Work item: Reproduce exactly the lines below, from the first through the one containing "with extended travel.", and nothing more.

Material for the task:
//! Compile-time configuration surface.
//!
//! Receiver variants disagree on the plausible pulse band, the decision
//! thresholds and LED polarity, so all of them are plain values here. Nothing is
//! persisted; firmware builds pick a preset and validate it at boot.

use core::fmt;

use crate::led::{Color, Polarity};

/// Plausible pulse widths in microseconds.
#[derive(Copy, Clone, Debug, Eq, PartialEq)]
pub struct PulseBand {
    pub min_us: u16,
    pub max_us: u16,
    /// Whether `max_us` itself is accepted at capture time.
    pub upper_inclusive: bool,
}

impl PulseBand {
    /// 0.8 ms to 2.2 ms, both bounds exclusive at capture.
    pub const STANDARD: Self = Self {
        min_us: 800,
        max_us: 2_200,
        upper_inclusive: false,
    };

    /// 0.5 ms to 2.5 ms for receivers with extended travel.
    pub const WIDE: Self = Self {
        min_us: 500,
        max_us: 2_500,
        upper_inclusive: false,
    };

    /// Capture filter: strictly above `min_us`, upper bound per calibration.
    #[must_use]
    pub const fn admits_capture(&self, width_us: u16) -> bool {
        if width_us <= self.min_us {
            return false;
        }
        if self.upper_inclusive {
            width_us <= self.max_us
        } else {
            width_us < self.max_us
        }
    }

    /// Inclusive range check used when re-validating a stored sample.
    #[must_use]
    pub const fn contains(&self, width_us: u16) -> bool {
        width_us >= self.min_us && width_us <= self.max_us
    }
}

impl Default for PulseBand {
    fn default() -> Self {
        Self::STANDARD
    }
}

/// Independent LOW/HIGH decision thresholds with a dead zone between them.
#[derive(Copy, Clone, Debug, Eq, PartialEq)]
pub struct Thresholds {
    /// Widths at or below this value classify as LOW.
    pub low_max_us: u16,
    /// Widths at or above this value classify as HIGH.
    pub high_min_us: u16,
}

impl Thresholds {
    pub const STANDARD: Self = Self {
        low_max_us: 1_300,
        high_min_us: 1_700,
    };

    /// Returns `true` when the bands touch or overlap and no dead zone exists.
    #[must_use]
    pub const fn is_degenerate(&self) -> bool {
        self.high_min_us <= self.low_max_us
    }
}

impl Default for Thresholds {
    fn default() -> Self {
        Self::STANDARD
    }
}

/// Everything the validator and classifier need.
#[derive(Copy, Clone, Debug, Eq, PartialEq)]
pub struct SignalConfig {
    pub band: PulseBand,
    pub thresholds: Thresholds,
    /// A sample older than this is stale.
    pub timeout_ms: u32,
}

impl SignalConfig {
    pub const STANDARD: Self = Self {
        band: PulseBand::STANDARD,
        thresholds: Thresholds::STANDARD,
        timeout_ms: 300,
    };
}

impl Default for SignalConfig {
    fn default() -> Self {
        Self::STANDARD
    }
}

/// A bounded blink: `times` ON phases toggled every `period_ms`.
#[derive(Copy, Clone, Debug, Eq, PartialEq)]
pub struct BlinkSpec {
    pub color: Color,
    pub times: u8,
    pub period_ms: u32,
}

impl BlinkSpec {
    #[must_use]
    pub const fn new(color: Color, times: u8, period_ms: u32) -> Self {
        Self {
            color,
            times,
            period_ms,
        }
    }

    /// Toggle period for `hz` full blinks per second.
    #[must_use]
    pub const fn period_for_hz(hz: u32) -> u32 {
        match 1_000_u32.checked_div(hz) {
            Some(period_ms) => period_ms,
            None => 0,
        }
    }
}

/// Blink rendered when the classifier enters LOW or HIGH. NEUTRAL keeps the LED dark.
#[derive(Copy, Clone, Debug, Eq, PartialEq)]
pub struct StatePatterns {
    pub low: Option<BlinkSpec>,
    pub high: Option<BlinkSpec>,
}

impl StatePatterns {
    pub const DEFAULT_TIMES: u8 = 3;
    pub const DEFAULT_HZ: u32 = 3;

    pub const STANDARD: Self = Self {
        low: Some(BlinkSpec::new(
            Color::Red,
            Self::DEFAULT_TIMES,
            BlinkSpec::period_for_hz(Self::DEFAULT_HZ),
        )),
        high: Some(BlinkSpec::new(
            Color::Green,
            Self::DEFAULT_TIMES,
            BlinkSpec::period_for_hz(Self::DEFAULT_HZ),
        )),
    };
}

impl Default for StatePatterns {
    fn default() -> Self {
        Self::STANDARD
    }
}

/// Top-level configuration for one indicator channel.
#[derive(Copy, Clone, Debug, Eq, PartialEq)]
pub struct IndicatorConfig {
    pub signal: SignalConfig,
    pub patterns: StatePatterns,
    pub polarity: Polarity,
    /// Cadence of the external watchdog heartbeat.
    pub heartbeat_period_ms: u32,
    /// Cadence of periodic status logging.
    pub status_period_ms: u32,
    /// Upper bound on the control loop sleep between iterations.
    pub loop_period_ms: u32,
}

impl IndicatorConfig {
    pub const STANDARD: Self = Self {
        signal: SignalConfig::STANDARD,
        patterns: StatePatterns::STANDARD,
        polarity: Polarity::ActiveHigh,
        heartbeat_period_ms: 100,
        status_period_ms: 500,
        loop_period_ms: 1,
    };

    /// Checks the relationships the runtime relies on but never asserts itself.
    ///
    /// # Errors
    ///
    /// Returns the first [`ConfigError`] found.
    pub fn validate(&self) -> Result<(), ConfigError> {
        let band = self.signal.band;
        let thresholds = self.signal.thresholds;

        if band.max_us <= band.min_us {
            return Err(ConfigError::EmptyPulseBand);
        }
        if thresholds.is_degenerate() {
            return Err(ConfigError::DegenerateThresholds);
        }
        if thresholds.low_max_us < band.min_us || thresholds.high_min_us > band.max_us {
            return Err(ConfigError::ThresholdsOutsideBand);
        }
        if self.signal.timeout_ms == 0 {
            return Err(ConfigError::ZeroTimeout);
        }
        for spec in [self.patterns.low, self.patterns.high].into_iter().flatten() {
            if spec.period_ms == 0 {
                return Err(ConfigError::ZeroBlinkPeriod);
            }
            if spec.times == 0 {
                return Err(ConfigError::ZeroBlinkCount);
            }
        }
        if self.heartbeat_period_ms == 0 || self.status_period_ms == 0 || self.loop_period_ms == 0 {
            return Err(ConfigError::ZeroSchedulePeriod);
        }
        Ok(())
    }
}

impl Default for IndicatorConfig {
    fn default() -> Self {
        Self::STANDARD
    }
}

/// Configuration mistakes detected by [`IndicatorConfig::validate`].
#[derive(Copy, Clone, Debug, Eq, PartialEq)]
pub enum ConfigError {
    EmptyPulseBand,
    DegenerateThresholds,
    ThresholdsOutsideBand,
    ZeroTimeout,
    ZeroBlinkPeriod,
    ZeroBlinkCount,
    ZeroSchedulePeriod,
}

impl fmt::Display for ConfigError {
    fn fmt(&self, f: &mut fmt::Formatter<'_>) -> fmt::Result {
        let message = match self {
            ConfigError::EmptyPulseBand => "pulse band max must exceed min",
            ConfigError::DegenerateThresholds => "high threshold must exceed low threshold",
            ConfigError::ThresholdsOutsideBand => "thresholds must lie inside the pulse band",
            ConfigError::ZeroTimeout => "signal timeout must be non-zero",
            ConfigError::ZeroBlinkPeriod => "blink period must be non-zero",
            ConfigError::ZeroBlinkCount => "blink count must be non-zero",
            ConfigError::ZeroSchedulePeriod => "heartbeat, status and loop periods must be non-zero",
        };
        f.write_str(message)
    }
}

#[cfg(test)]
mod tests {
    use super::*;

    #[test]
    fn standard_config_is_valid() {
        assert_eq!(IndicatorConfig::STANDARD.validate(), Ok(()));
        assert_eq!(IndicatorConfig::STANDARD.patterns.high.map(|p| p.period_ms), Some(333));
    }

    #[test]
    fn blink_period_from_rate() {
        assert_eq!(BlinkSpec::period_for_hz(3), 333);
        assert_eq!(BlinkSpec::period_for_hz(1_000), 1);
        assert_eq!(BlinkSpec::period_for_hz(0), 0);
    }

    #[test]
    fn capture_band_excludes_both_edges_by_default() {
        let band = PulseBand::STANDARD;
        assert!(!band.admits_capture(800));
        assert!(band.admits_capture(801));
        assert!(band.admits_capture(2_199));
        assert!(!band.admits_capture(2_200));

        let inclusive = PulseBand {
            upper_inclusive: true,
            ..PulseBand::STANDARD
        };
        assert!(inclusive.admits_capture(2_200));
        assert!(!inclusive.admits_capture(800));
    }

    #[test]
    fn validation_flags_degenerate_thresholds() {
        let mut config = IndicatorConfig::STANDARD;
        config.signal.thresholds = Thresholds {
            low_max_us: 1_500,
            high_min_us: 1_500,
        };
        assert_eq!(config.validate(), Err(ConfigError::DegenerateThresholds));
    }

    #[test]
    fn validation_flags_zero_blink_period() {
        let mut config = IndicatorConfig::STANDARD;
        config.patterns.low = Some(BlinkSpec::new(Color::Red, 3, 0));
        assert_eq!(config.validate(), Err(ConfigError::ZeroBlinkPeriod));
    }

    #[test]
    fn wide_band_accepts_thresholds_from_standard_preset() {
        let mut config = IndicatorConfig::STANDARD;
        config.signal.band = PulseBand::WIDE;
        assert_eq!(config.validate(), Ok(()));

        config.signal.thresholds.low_max_us = 400;
        assert_eq!(config.validate(), Err(ConfigError::ThresholdsOutsideBand));
    }
}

Task response:
//! Compile-time configuration surface.
//!
//! Receiver variants disagree on the plausible pulse band, the decision
//! thresholds and LED polarity, so all of them are plain values here. Nothing is
//! persisted; firmware builds pick a preset and validate it at boot.

use core::fmt;

use crate::led::{Color, Polarity};

/// Plausible pulse widths in microseconds.
#[derive(Copy, Clone, Debug, Eq, PartialEq)]
pub struct PulseBand {
    pub min_us: u16,
    pub max_us: u16,
    /// Whether `max_us` itself is accepted at capture time.
    pub upper_inclusive: bool,
}

impl PulseBand {
    /// 0.8 ms to 2.2 ms, both bounds exclusive at capture.
    pub const STANDARD: Self = Self {
        min_us: 800,
        max_us: 2_200,
        upper_inclusive: false,
    };

    /// 0.5 ms to 2.5 ms for receivers with extended travel.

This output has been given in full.